# [What needs to be done]
The word "bool": in how many lines of the records does it appear? Reply with the number alone.
+++ Data to examine +++
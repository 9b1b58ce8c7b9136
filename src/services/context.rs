use uuid::Uuid;

use crate::db::enums::UserRole;
use crate::error::{AppError, AppResult};

#[derive(Clone, Copy, Debug)]
pub struct RequestContext {
    pub user_id: Uuid,
    pub role: UserRole,
}

impl RequestContext {
    pub fn is_staff(&self) -> bool {
        self.role.is_staff()
    }

    pub fn is_admin(&self) -> bool {
        self.role == UserRole::Admin
    }

    pub fn require_staff(&self) -> AppResult<()> {
        if self.is_staff() {
            Ok(())
        } else {
            Err(AppError::forbidden("Officer or admin role required"))
        }
    }

    pub fn require_admin(&self) -> AppResult<()> {
        if self.is_admin() {
            Ok(())
        } else {
            Err(AppError::forbidden("Admin role required"))
        }
    }
}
+++
# [Your solution]
2